Cell companies offer many benefits, but what are these? Morever, why would you want to use a cell company in the first place? These are some of the questions answered by Fiduchi's Associate Director of Corporate Services Terry Northcott.
A cell company is simply a company that can create one or more cells that contain assets and liabilities that are distinct from its own assets and liabilities and from those of any other cells that it may create. There are two types of cell company available in Jersey; the Protected Cell Company (PCC) and the Incorporated Cell Company (ICC).
PCCs were first developed in Guernsey in the late 1990s and were soon introduced by other jurisdictions once their benefits and advantages became apparent. In 2006, Jersey enhanced the cellular concept and became the first jurisdiction to introduce ICCs. Several other jurisdictions have now emulated Jersey's innovative ICC regime.
The core benefit is the clear and obvious ‘ring-fencing’ of corporate assets and the fact that this is done at a legislative level. Under the law, the assets and liabilities of a company can be segregated into different cells and, where one of those cells enters into a transaction, a claim by any person in connection with that transaction will only apply to that particular cell’s assets. In short (unless the articles of incorporation state otherwise), a creditor of a cell will have no right of recourse to the cell company’s other assets or to the assets of any other cell that may exist.
Correspondingly, investor returns of one cell are not affected by any negative returns within any other cell. Each cell pays its dividends based on its own assets, liabilities and profitability.
Jersey has designed its cell companies to be as flexible as possible whilst at the same time providing robust investor protection. Just as importantly, Jersey structures are transparent - with each cell and its constitution publically registered at the Companies Registry, and with the rights and interests of cellular owners set out in the articles of each cell. This provides clarity for all parties, including creditors, and helps reinforce the certainty of cellular segregation. This simple clarity is expected to assist courts in foreign jurisdictions recognise the cellular divisions that exist.
The law is clear that cells are not subsidiaries of their cell companies. Each cell may be formed with its own constitution and with a different share structuring. This means that cell companies can establish cells that issue par value shares at the same time as having cells with no par value or unlimited shares etc.
The cell company does not need to hold shares in a cell (and usually does not). However, despite this lack of an ownership relationship between the cell company and its cells, a cell may only change its constitution by way of a special resolution of its members and of the cell company – this allows the cell company to retain some control.
Each cell can have different shareholders and will have its own directors who will manage the cell (who may be different from those of the cell company). Each cell has the same secretary and registered office as its cell company but will have its own constitutional documents and registers.
Each cell must prepare a set of accounts in the same manner as any ordinary Jersey company. As such, the cell company and each cell are free to choose their own basis of preparation and acceptable accounting principles.
The law allows cell companies to convert to generic companies and generic companies to switch to cell companies. In addition, PCCs can convert to ICCs and ICCs can convert to PCCs, and individual cells can convert into ordinary companies.
The difference is straightforward but important. Each cell of an ICC is fully incorporated as a company in its own right. As such, each cell has separate legal personality from the ICC and any other cell. An ICC cell can hold assets in its own name, incur liabilities in its name and necessarily act in the same manner as any other Jersey company.
A PCC takes a different approach. The cells of a PCC are not a corporate body and do not have a legal personality separate to the PCC. However, special provisions within the law require a protected cell to be treated as though it is a separate legal entity. The PCC attributes assets either to itself or to different cells, and anything so attributed is ring-fenced under the law from the PCC’s own assets and those of other individual cells. In this way, the law protects the assets of any one cell, and the non-cellular assets of the cell company itself, against the liabilities of other individual cells.

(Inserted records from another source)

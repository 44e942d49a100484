use std::collections::HashMap;

use anyhow::anyhow;
use async_trait::async_trait;
use chrono::{DateTime, Utc};
use rust_decimal::Decimal;
use sea_orm::{
    ActiveModelTrait, ColumnTrait, Condition, EntityTrait, PaginatorTrait, QueryFilter,
    QueryOrder, QuerySelect, Set, TransactionTrait,
};
use sea_orm::ActiveValue::NotSet;

use super::{NewOrder, OrderFilter, OrderPage, OrderStore};
use crate::{
    db::{DbPool, OrmConn},
    dto::orders::OrderWithItems,
    entity::{
        order_items::{
            ActiveModel as OrderItemActive, Column as OrderItemCol, Entity as OrderItems,
            Model as OrderItemModel,
        },
        orders::{ActiveModel as OrderActive, Column as OrderCol, Entity as Orders, Model as OrderModel},
    },
    error::{AppError, AppResult},
    models::{Order, OrderItem, OrderStatus},
    routes::params::SortOrder,
};

/// Postgres-backed store. Writes go through SeaORM transactions, point reads
/// and the status update through sqlx on the same pool.
#[derive(Clone)]
pub struct PgOrderStore {
    pool: DbPool,
    orm: OrmConn,
}

impl PgOrderStore {
    pub fn new(pool: DbPool, orm: OrmConn) -> Self {
        Self { pool, orm }
    }
}

#[derive(Debug, sqlx::FromRow)]
struct OrderRow {
    id: i32,
    user_id: i32,
    status: String,
    total_amount: Decimal,
    shipping_address: Option<String>,
    created_at: DateTime<Utc>,
    updated_at: DateTime<Utc>,
}

impl TryFrom<OrderRow> for Order {
    type Error = AppError;

    fn try_from(row: OrderRow) -> Result<Self, Self::Error> {
        Ok(Order {
            id: row.id,
            user_id: row.user_id,
            status: parse_stored_status(row.id, &row.status)?,
            total_amount: row.total_amount,
            shipping_address: row.shipping_address,
            created_at: row.created_at,
            updated_at: row.updated_at,
        })
    }
}

#[async_trait]
impl OrderStore for PgOrderStore {
    async fn create_order(&self, new_order: NewOrder) -> AppResult<OrderWithItems> {
        if new_order.lines.is_empty() {
            return Err(AppError::BadRequest(
                "Order must contain at least one item".into(),
            ));
        }

        // Dropping the transaction before commit rolls every insert back.
        let txn = self.orm.begin().await?;

        let order = OrderActive {
            id: NotSet,
            user_id: Set(new_order.user_id),
            status: Set(OrderStatus::Pending.as_str().to_string()),
            total_amount: Set(new_order.total_amount),
            shipping_address: Set(new_order.shipping_address),
            created_at: NotSet,
            updated_at: NotSet,
        }
        .insert(&txn)
        .await?;

        let mut items = Vec::with_capacity(new_order.lines.len());
        for line in &new_order.lines {
            let item = OrderItemActive {
                id: NotSet,
                order_id: Set(order.id),
                product_id: Set(line.product_id),
                quantity: Set(line.quantity),
                price: Set(line.unit_price),
                created_at: NotSet,
            }
            .insert(&txn)
            .await?;
            items.push(order_item_from_entity(item));
        }

        txn.commit().await?;

        Ok(OrderWithItems {
            order: order_from_entity(order)?,
            items,
        })
    }

    async fn list_orders(&self, user_id: i32, filter: &OrderFilter) -> AppResult<OrderPage> {
        let mut condition = Condition::all().add(OrderCol::UserId.eq(user_id));
        if let Some(status) = filter.status {
            condition = condition.add(OrderCol::Status.eq(status.as_str()));
        }

        let mut finder = Orders::find().filter(condition);
        finder = match filter.sort_order {
            SortOrder::Asc => finder
                .order_by_asc(OrderCol::CreatedAt)
                .order_by_asc(OrderCol::Id),
            SortOrder::Desc => finder
                .order_by_desc(OrderCol::CreatedAt)
                .order_by_desc(OrderCol::Id),
        };

        let total = finder.clone().count(&self.orm).await? as i64;

        let orders = finder
            .limit(filter.limit as u64)
            .offset(filter.offset as u64)
            .all(&self.orm)
            .await?;

        let ids: Vec<i32> = orders.iter().map(|o| o.id).collect();
        let mut items_by_order: HashMap<i32, Vec<OrderItem>> = HashMap::new();
        if !ids.is_empty() {
            let items = OrderItems::find()
                .filter(OrderItemCol::OrderId.is_in(ids))
                .order_by_asc(OrderItemCol::Id)
                .all(&self.orm)
                .await?;
            for item in items {
                items_by_order
                    .entry(item.order_id)
                    .or_default()
                    .push(order_item_from_entity(item));
            }
        }

        let orders = orders
            .into_iter()
            .map(|model| {
                let items = items_by_order.remove(&model.id).unwrap_or_default();
                Ok(OrderWithItems {
                    order: order_from_entity(model)?,
                    items,
                })
            })
            .collect::<AppResult<Vec<_>>>()?;

        Ok(OrderPage { orders, total })
    }

    async fn find_order(&self, user_id: i32, order_id: i32) -> AppResult<Option<OrderWithItems>> {
        let row = sqlx::query_as::<_, OrderRow>(
            "SELECT id, user_id, status, total_amount, shipping_address, created_at, updated_at \
             FROM orders WHERE id = $1 AND user_id = $2",
        )
        .bind(order_id)
        .bind(user_id)
        .fetch_optional(&self.pool)
        .await?;
        let row = match row {
            Some(r) => r,
            None => return Ok(None),
        };

        let items = sqlx::query_as::<_, OrderItem>(
            "SELECT id, order_id, product_id, quantity, price, created_at \
             FROM order_items WHERE order_id = $1 ORDER BY id",
        )
        .bind(row.id)
        .fetch_all(&self.pool)
        .await?;

        Ok(Some(OrderWithItems {
            order: row.try_into()?,
            items,
        }))
    }

    async fn update_status(
        &self,
        user_id: i32,
        order_id: i32,
        status: OrderStatus,
    ) -> AppResult<Option<Order>> {
        let row = sqlx::query_as::<_, OrderRow>(
            "UPDATE orders SET status = $1, updated_at = now() \
             WHERE id = $2 AND user_id = $3 \
             RETURNING id, user_id, status, total_amount, shipping_address, created_at, updated_at",
        )
        .bind(status.as_str())
        .bind(order_id)
        .bind(user_id)
        .fetch_optional(&self.pool)
        .await?;

        row.map(Order::try_from).transpose()
    }
}

fn parse_stored_status(order_id: i32, raw: &str) -> AppResult<OrderStatus> {
    raw.parse::<OrderStatus>()
        .map_err(|_| AppError::Internal(anyhow!("order {order_id} has unknown status {raw:?}")))
}

fn order_from_entity(model: OrderModel) -> AppResult<Order> {
    Ok(Order {
        id: model.id,
        user_id: model.user_id,
        status: parse_stored_status(model.id, &model.status)?,
        total_amount: model.total_amount,
        shipping_address: model.shipping_address,
        created_at: model.created_at.with_timezone(&Utc),
        updated_at: model.updated_at.with_timezone(&Utc),
    })
}

fn order_item_from_entity(model: OrderItemModel) -> OrderItem {
    OrderItem {
        id: model.id,
        order_id: model.order_id,
        product_id: model.product_id,
        quantity: model.quantity,
        price: model.price,
        created_at: model.created_at.with_timezone(&Utc),
    }
}
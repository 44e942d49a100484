use utoipa::{
    Modify, OpenApi,
    openapi::{
        self,
        OpenApi as OpenApiSpec,
        security::{HttpAuthScheme, HttpBuilder, SecurityScheme},
    },
};
use utoipa_scalar::{Scalar, Servable};

use crate::{
    dto::orders::{OrderCreate, OrderLineRequest, OrderList, OrderWithItems, UpdateOrderStatusRequest},
    error::ErrorData,
    models::{Order, OrderItem, OrderStatus},
    response::{ApiResponse, Meta},
    routes::{health, orders, params},
};

struct SecurityAddon;

impl Modify for SecurityAddon {
    fn modify(&self, openapi: &mut openapi::OpenApi) {
        let components = openapi.components.get_or_insert_with(Default::default);
        components.add_security_scheme(
            "bearer_auth",
            SecurityScheme::Http(
                HttpBuilder::new()
                    .scheme(HttpAuthScheme::Bearer)
                    .bearer_format("JWT")
                    .build(),
            ),
        );
    }
}

#[derive(OpenApi)]
#[openapi(
    info(title = "Order Service", description = "Order processing and management"),
    paths(
        health::health_check,
        orders::create_order,
        orders::list_orders,
        orders::get_order,
        orders::update_order_status,
    ),
    components(
        schemas(
            Order,
            OrderItem,
            OrderStatus,
            OrderCreate,
            OrderLineRequest,
            UpdateOrderStatusRequest,
            OrderWithItems,
            OrderList,
            params::SortOrder,
            health::HealthData,
            ErrorData,
            Meta,
            ApiResponse<OrderWithItems>,
            ApiResponse<OrderList>,
            ApiResponse<Order>,
            ApiResponse<ErrorData>,
        )
    ),
    modifiers(&SecurityAddon),
    tags(
        (name = "Health", description = "Health check endpoint"),
        (name = "Orders", description = "Order endpoints"),
    )
)]
pub struct ApiDoc;

pub fn scalar_docs() -> Scalar<OpenApiSpec> {
    Scalar::with_url("/docs", ApiDoc::openapi())
}
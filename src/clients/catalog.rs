//! Catalog lookups against the product service.
//!
//! Every call is a fresh `GET {base}/{product_id}`. There is no cache, retry or
//! circuit breaker; a failing product service fails the order being placed.

use async_trait::async_trait;
use reqwest::{Client, StatusCode};
use rust_decimal::Decimal;
use serde::Deserialize;
use thiserror::Error;

use super::{describe_transport_error, join_url};

/// Point-in-time view of a product's price and stock.
#[derive(Debug, Clone, PartialEq)]
pub struct CatalogSnapshot {
    pub product_id: i32,
    pub name: String,
    pub unit_price: Decimal,
    pub available_stock: i32,
}

#[derive(Debug, Error, Clone, PartialEq)]
pub enum CatalogError {
    #[error("Product {0} not found")]
    NotFound(i32),

    #[error("Catalog service unavailable while validating product {product_id}")]
    Unavailable { product_id: i32, reason: String },
}

#[async_trait]
pub trait CatalogClient: Send + Sync {
    async fn fetch(&self, product_id: i32) -> Result<CatalogSnapshot, CatalogError>;
}

#[derive(Debug, Deserialize)]
struct ProductEnvelope {
    product: ProductDto,
}

#[derive(Debug, Deserialize)]
struct ProductDto {
    id: i32,
    name: String,
    price: Decimal,
    stock_quantity: i32,
}

impl From<ProductDto> for CatalogSnapshot {
    fn from(dto: ProductDto) -> Self {
        Self {
            product_id: dto.id,
            name: dto.name,
            unit_price: dto.price,
            available_stock: dto.stock_quantity,
        }
    }
}

pub struct HttpCatalogClient {
    client: Client,
    base_url: String,
}

impl HttpCatalogClient {
    pub fn new(client: Client, base_url: impl Into<String>) -> Self {
        Self {
            client,
            base_url: base_url.into(),
        }
    }
}

#[async_trait]
impl CatalogClient for HttpCatalogClient {
    async fn fetch(&self, product_id: i32) -> Result<CatalogSnapshot, CatalogError> {
        let unavailable = |reason: String| {
            tracing::warn!(product_id, %reason, "catalog lookup failed");
            CatalogError::Unavailable { product_id, reason }
        };

        let url = join_url(&self.base_url, &product_id.to_string());
        let response = self
            .client
            .get(url)
            .send()
            .await
            .map_err(|e| unavailable(describe_transport_error(&e)))?;

        match response.status() {
            StatusCode::NOT_FOUND => return Err(CatalogError::NotFound(product_id)),
            status if !status.is_success() => {
                return Err(unavailable(format!("status {}", status.as_u16())));
            }
            _ => {}
        }

        let envelope: ProductEnvelope = response
            .json()
            .await
            .map_err(|e| unavailable(describe_transport_error(&e)))?;
        if envelope.product.id != product_id {
            return Err(unavailable(format!(
                "asked for product {product_id}, got {}",
                envelope.product.id
            )));
        }

        let price = envelope.product.price;
        let unit_price = cent_price(price)
            .ok_or_else(|| unavailable(format!("price {price} is finer than whole cents")))?;

        Ok(CatalogSnapshot {
            unit_price,
            ..CatalogSnapshot::from(envelope.product)
        })
    }
}

/// `price` at cent scale, or `None` when storing it would round it.
fn cent_price(price: Decimal) -> Option<Decimal> {
    (price.normalize().scale() <= 2).then(|| price.round_dp(2))
}
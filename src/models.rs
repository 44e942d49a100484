use std::{fmt, str::FromStr};

use chrono::{DateTime, Utc};
use rust_decimal::Decimal;
use serde::{Deserialize, Serialize};
use thiserror::Error;
use utoipa::ToSchema;

/// Lifecycle state of an order. Any value may follow any other.
#[derive(Debug, Clone, Copy, PartialEq, Eq, Serialize, Deserialize, ToSchema)]
#[serde(rename_all = "lowercase")]
pub enum OrderStatus {
    Pending,
    Processing,
    Shipped,
    Delivered,
    Cancelled,
}

impl OrderStatus {
    pub const ALL: [OrderStatus; 5] = [
        OrderStatus::Pending,
        OrderStatus::Processing,
        OrderStatus::Shipped,
        OrderStatus::Delivered,
        OrderStatus::Cancelled,
    ];

    pub fn as_str(&self) -> &'static str {
        match self {
            OrderStatus::Pending => "pending",
            OrderStatus::Processing => "processing",
            OrderStatus::Shipped => "shipped",
            OrderStatus::Delivered => "delivered",
            OrderStatus::Cancelled => "cancelled",
        }
    }
}

impl fmt::Display for OrderStatus {
    fn fmt(&self, f: &mut fmt::Formatter<'_>) -> fmt::Result {
        f.write_str(self.as_str())
    }
}

#[derive(Debug, Clone, PartialEq, Eq, Error)]
#[error("Invalid status. Must be one of: pending, processing, shipped, delivered, cancelled")]
pub struct UnknownStatus(pub String);

impl FromStr for OrderStatus {
    type Err = UnknownStatus;

    fn from_str(s: &str) -> Result<Self, Self::Err> {
        OrderStatus::ALL
            .into_iter()
            .find(|status| status.as_str() == s)
            .ok_or_else(|| UnknownStatus(s.to_string()))
    }
}

#[derive(Debug, Clone, PartialEq, Serialize, Deserialize, ToSchema)]
pub struct Order {
    pub id: i32,
    pub user_id: i32,
    pub status: OrderStatus,
    #[schema(value_type = String, example = "19.98")]
    pub total_amount: Decimal,
    pub shipping_address: Option<String>,
    pub created_at: DateTime<Utc>,
    pub updated_at: DateTime<Utc>,
}

#[derive(Debug, Clone, PartialEq, Serialize, Deserialize, ToSchema, sqlx::FromRow)]
pub struct OrderItem {
    pub id: i32,
    pub order_id: i32,
    pub product_id: i32,
    pub quantity: i32,
    /// Unit price captured when the order was placed.
    #[schema(value_type = String, example = "9.99")]
    pub price: Decimal,
    pub created_at: DateTime<Utc>,
}
use std::{path::PathBuf, time::Duration};

use anyhow::Result;
use sea_orm::{ConnectionTrait, DatabaseConnection, SqlxPostgresConnector, Statement};
use sqlx::postgres::PgPoolOptions;
use tokio::fs;

pub type DbPool = sqlx::PgPool;
pub type OrmConn = DatabaseConnection;

/// Create the Postgres pool shared by sqlx queries and the SeaORM connection.
pub async fn create_pool(database_url: &str) -> Result<DbPool> {
    let pool = PgPoolOptions::new()
        .min_connections(1)
        .max_connections(10)
        .acquire_timeout(Duration::from_secs(5))
        .connect(database_url)
        .await?;
    Ok(pool)
}

/// Wrap an existing pool in a SeaORM connection; both share the same connections.
pub fn orm_from_pool(pool: &DbPool) -> OrmConn {
    SqlxPostgresConnector::from_sqlx_postgres_pool(pool.clone())
}

/// Minimal migration runner that executes SQL files in `migrations/` in filename order.
pub async fn run_migrations(conn: &OrmConn) -> Result<()> {
    let mut entries = fs::read_dir("migrations").await?;
    let mut files: Vec<PathBuf> = Vec::new();
    while let Some(entry) = entries.next_entry().await? {
        let path = entry.path();
        if path.is_file() && path.extension().is_some_and(|ext| ext == "sql") {
            files.push(path);
        }
    }
    files.sort();

    let backend = conn.get_database_backend();
    for file in files {
        let sql = fs::read_to_string(&file).await?;
        // Postgres prepared statements cannot contain multiple commands,
        // so split the migration file and run each statement individually.
        for stmt in sql.split(';') {
            let stmt = stmt.trim();
            if stmt.is_empty() {
                continue;
            }
            conn.execute(Statement::from_string(backend, format!("{stmt};")))
                .await?;
        }
        tracing::debug!(file = %file.display(), "migration applied");
    }

    Ok(())
}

Traditionally, cell companies were used for captive insurance structures, and then for collective investment fund structures and securitisation structures. Indeed, many jurisdictions limited the use of cell companies to these specific industries. Jersey imposes no such limitation, and although, as a matter of policy, cell companies should not be used for ordinary trading activities, a Jersey cell company may be established for any lawful purpose.
This flexibility has seen cell companies used in Jersey for increasingly different structures such as very private funds, umbrella funds, property holding structures, Sharia-compliant structures, financial guarantee vehicles, SPVs and joint ventures.
At Fiduchi, we have managed cell companies for:
It is expected that we will see increased use of cell company structures within the Jersey Private Fund Regime (link to JPF guide), where the ability of the cell company to efficiently manage the segregated assets of different investors through clearly segregated cells may be considered especially attractive.